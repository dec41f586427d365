//! Nom-based IRC message parser.
//!
//! This module provides zero-copy parsing of IRC messages using the nom
//! parser combinator library.

use nom::{
    bytes::complete::{take_until, take_while1},
    character::complete::{char, space0},
    combinator::opt,
    error::ErrorKind,
    sequence::preceded,
    IResult,
};

/// Parse IRCv3 message tags (the part after `@` and before the first space).
fn parse_tags(input: &str) -> IResult<&str, &str> {
    preceded(char('@'), take_until(" "))(input)
}

/// Parse message prefix (the part after `:` and before the first space).
fn parse_prefix(input: &str) -> IResult<&str, &str> {
    preceded(char(':'), take_while1(|c| c != ' '))(input)
}

/// Parse the command name (alphanumeric characters).
fn parse_command(input: &str) -> IResult<&str, &str> {
    take_while1(|c: char| c.is_alphanumeric())(input)
}

/// Parse IRC message parameters from the remaining input after the command.
///
/// Handles both regular space-separated parameters and the trailing parameter
/// (prefixed with `:`) which may contain spaces. Multiple consecutive spaces
/// are treated as a single separator (RFC compliance).
fn parse_params(input: &str) -> (&str, Vec<&str>, bool) {
    let mut params: Vec<&str> = Vec::new();
    let mut rest = input;
    let mut had_trailing = false;

    while let Some(b' ') = rest.as_bytes().first().copied() {
        // Skip all leading spaces (handles multiple consecutive spaces)
        while rest.as_bytes().first() == Some(&b' ') {
            rest = &rest[1..];
        }

        // Check if we've reached the end after skipping spaces
        if rest.is_empty() || rest.starts_with('\r') || rest.starts_with('\n') {
            break;
        }

        if let Some(b':') = rest.as_bytes().first().copied() {
            // Trailing parameter - everything after `:` until line end
            let after_colon = &rest[1..];
            let end = after_colon.find(['\r', '\n']).unwrap_or(after_colon.len());
            params.push(&after_colon[..end]);
            rest = &after_colon[end..];
            had_trailing = true;
            break;
        }

        // Regular parameter - until next space or line end
        let end = rest.find([' ', '\r', '\n']).unwrap_or(rest.len());
        let param = &rest[..end];
        if param.is_empty() {
            break;
        }
        params.push(param);
        rest = &rest[end..];
    }

    (rest, params, had_trailing)
}

/// Parse a complete IRC message into its components.
///
/// IRC message format:
/// ```text
/// [@tags] [:prefix] <command> [params...] [:trailing]
/// ```
pub(crate) fn parse_message(input: &str) -> IResult<&str, ParsedMessage<'_>> {
    // Parse optional tags
    let (input, tags) = opt(parse_tags)(input)?;
    let (input, _) = space0(input)?;

    // Parse optional prefix
    let (input, prefix) = opt(parse_prefix)(input)?;
    let (input, _) = space0(input)?;

    // Parse command (required)
    let (input, command) = parse_command(input)?;

    // Parse parameters (including trailing)
    let (rest, params, had_trailing) = parse_params(input);

    Ok((
        rest,
        ParsedMessage {
            tags,
            prefix,
            command,
            params,
            had_trailing,
        },
    ))
}

/// A parsed IRC message with borrowed string slices.
///
/// This is the intermediate representation produced by the nom parser.
/// It holds references into the original input string for zero-copy parsing.
#[derive(Debug, Clone, PartialEq)]
pub(crate) struct ParsedMessage<'a> {
    /// Raw tags string (without the leading `@`), if present.
    pub tags: Option<&'a str>,
    /// Raw prefix string (without the leading `:`), if present.
    pub prefix: Option<&'a str>,
    /// The command name.
    pub command: &'a str,
    /// Command parameters, including trailing.
    pub params: Vec<&'a str>,
    /// Whether the last entry of `params` was introduced by a `:` trailing
    /// marker, as opposed to being the final space-separated middle param.
    pub had_trailing: bool,
}

impl<'a> ParsedMessage<'a> {
    /// Parse an IRC message string into a `ParsedMessage`.
    ///
    /// This is the primary entry point for parsing borrowed messages.
    /// Returns detailed error information for debugging failed parses.
    pub fn parse(input: &'a str) -> Result<Self, DetailedParseError> {
        match parse_message(input) {
            Ok((_remaining, msg)) => Ok(msg),
            Err(nom::Err::Error(e)) | Err(nom::Err::Failure(e)) => {
                let position = input.len() - e.input.len();
                Err(DetailedParseError {
                    input: input.to_string(),
                    position,
                    kind: e.code,
                })
            }
            Err(nom::Err::Incomplete(_)) => Err(DetailedParseError {
                input: input.to_string(),
                position: input.len(),
                kind: ErrorKind::Eof,
            }),
        }
    }
}

/// Detailed parse error with position information.
#[derive(Debug, Clone)]
pub(crate) struct DetailedParseError {
    /// The original input string that failed to parse.
    pub input: String,
    /// Character position where parsing failed.
    pub position: usize,
    /// The nom error kind.
    pub kind: ErrorKind,
}

impl std::fmt::Display for DetailedParseError {
    fn fmt(&self, f: &mut std::fmt::Formatter<'_>) -> std::fmt::Result {
        write!(
            f,
            "Parse error at position {}: {:?}",
            self.position, self.kind
        )?;

        // Show the error position in the input
        if self.position < self.input.len() {
            let before = &self.input[..self.position];
            let after = &self.input[self.position..];
            write!(f, "\n  Input: {}<<<HERE>>>{}", before, after)?;
        } else {
            write!(f, "\n  Input: {}<<<EOF>>>", self.input)?;
        }

        Ok(())
    }
}

impl std::error::Error for DetailedParseError {}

------------------------------------------------------------------------

Transcribe the data in full, keeping every character.

WRITTEN SOLUTION =
repository dec41f586427d365
//! Nom-based IRC message parser.
//!
//! This module provides zero-copy parsing of IRC messages using the nom
//! parser combinator library.

use nom::{
    bytes::complete::{take_until, take_while1},
    character::complete::{char, space0},
    combinator::opt,
    error::ErrorKind,
    sequence::preceded,
    IResult,
};

/// Parse IRCv3 message tags (the part after `@` and before the first space).
fn parse_tags(input: &str) -> IResult<&str, &str> {
    preceded(char('@'), take_until(" "))(input)
}

/// Parse message prefix (the part after `:` and before the first space).
fn parse_prefix(input: &str) -> IResult<&str, &str> {
    preceded(char(':'), take_while1(|c| c != ' '))(input)
}

/// Parse the command name (alphanumeric characters).
fn parse_command(input: &str) -> IResult<&str, &str> {
    take_while1(|c: char| c.is_alphanumeric())(input)
}

/// Parse IRC message parameters from the remaining input after the command.
///
/// Handles both regular space-separated parameters and the trailing parameter
/// (prefixed with `:`) which may contain spaces. Multiple consecutive spaces
/// are treated as a single separator (RFC compliance).
fn parse_params(input: &str) -> (&str, Vec<&str>, bool) {
    let mut params: Vec<&str> = Vec::new();
    let mut rest = input;
    let mut had_trailing = false;

    while let Some(b' ') = rest.as_bytes().first().copied() {
        // Skip all leading spaces (handles multiple consecutive spaces)
        while rest.as_bytes().first() == Some(&b' ') {
            rest = &rest[1..];
        }

        // Check if we've reached the end after skipping spaces
        if rest.is_empty() || rest.starts_with('\r') || rest.starts_with('\n') {
            break;
        }

        if let Some(b':') = rest.as_bytes().first().copied() {
            // Trailing parameter - everything after `:` until line end
            let after_colon = &rest[1..];
            let end = after_colon.find(['\r', '\n']).unwrap_or(after_colon.len());
            params.push(&after_colon[..end]);
            rest = &after_colon[end..];
            had_trailing = true;
            break;
        }

        // Regular parameter - until next space or line end
        let end = rest.find([' ', '\r', '\n']).unwrap_or(rest.len());
        let param = &rest[..end];
        if param.is_empty() {
            break;
        }
        params.push(param);
        rest = &rest[end..];
    }

    (rest, params, had_trailing)
}

/// Parse a complete IRC message into its components.
///
/// IRC message format:
/// ```text
/// [@tags] [:prefix] <command> [params...] [:trailing]
/// ```
pub(crate) fn parse_message(input: &str) -> IResult<&str, ParsedMessage<'_>> {
    // Parse optional tags
    let (input, tags) = opt(parse_tags)(input)?;
    let (input, _) = space0(input)?;

    // Parse optional prefix
    let (input, prefix) = opt(parse_prefix)(input)?;
    let (input, _) = space0(input)?;

    // Parse command (required)
    let (input, command) = parse_command(input)?;

    // Parse parameters (including trailing)
    let (rest, params, had_trailing) = parse_params(input);

    Ok((
        rest,
        ParsedMessage {
            tags,
            prefix,
            command,
            params,
            had_trailing,
        },
    ))
}

/// A parsed IRC message with borrowed string slices.
///
/// This is the intermediate representation produced by the nom parser.
/// It holds references into the original input string for zero-copy parsing.
#[derive(Debug, Clone, PartialEq)]
pub(crate) struct ParsedMessage<'a> {
    /// Raw tags string (without the leading `@`), if present.
    pub tags: Option<&'a str>,
    /// Raw prefix string (without the leading `:`), if present.
    pub prefix: Option<&'a str>,
    /// The command name.
    pub command: &'a str,
    /// Command parameters, including trailing.
    pub params: Vec<&'a str>,
    /// Whether the last entry of `params` was introduced by a `:` trailing
    /// marker, as opposed to being the final space-separated middle param.
    pub had_trailing: bool,
}

impl<'a> ParsedMessage<'a> {
    /// Parse an IRC message string into a `ParsedMessage`.
    ///
    /// This is the primary entry point for parsing borrowed messages.
    /// Returns detailed error information for debugging failed parses.
    pub fn parse(input: &'a str) -> Result<Self, DetailedParseError> {
        match parse_message(input) {
            Ok((_remaining, msg)) => Ok(msg),
            Err(nom::Err::Error(e)) | Err(nom::Err::Failure(e)) => {
                let position = input.len() - e.input.len();
                Err(DetailedParseError {
                    input: input.to_string(),
                    position,
                    kind: e.code,
                })
            }
            Err(nom::Err::Incomplete(_)) => Err(DetailedParseError {
                input: input.to_string(),
                position: input.len(),
                kind: ErrorKind::Eof,
            }),
        }
    }
}

/// Detailed parse error with position information.
#[derive(Debug, Clone)]
pub(crate) struct DetailedParseError {
    /// The original input string that failed to parse.
    pub input: String,
    /// Character position where parsing failed.
    pub position: usize,
    /// The nom error kind.
    pub kind: ErrorKind,
}

impl std::fmt::Display for DetailedParseError {
    fn fmt(&self, f: &mut std::fmt::Formatter<'_>) -> std::fmt::Result {
        write!(
            f,
            "Parse error at position {}: {:?}",
            self.position, self.kind
        )?;

        // Show the error position in the input
        if self.position < self.input.len() {
            let before = &self.input[..self.position];
            let after = &self.input[self.position..];
            write!(f, "\n  Input: {}<<<HERE>>>{}", before, after)?;
        } else {
            write!(f, "\n  Input: {}<<<EOF>>>", self.input)?;
        }

        Ok(())
    }
}

impl std::error::Error for DetailedParseError {}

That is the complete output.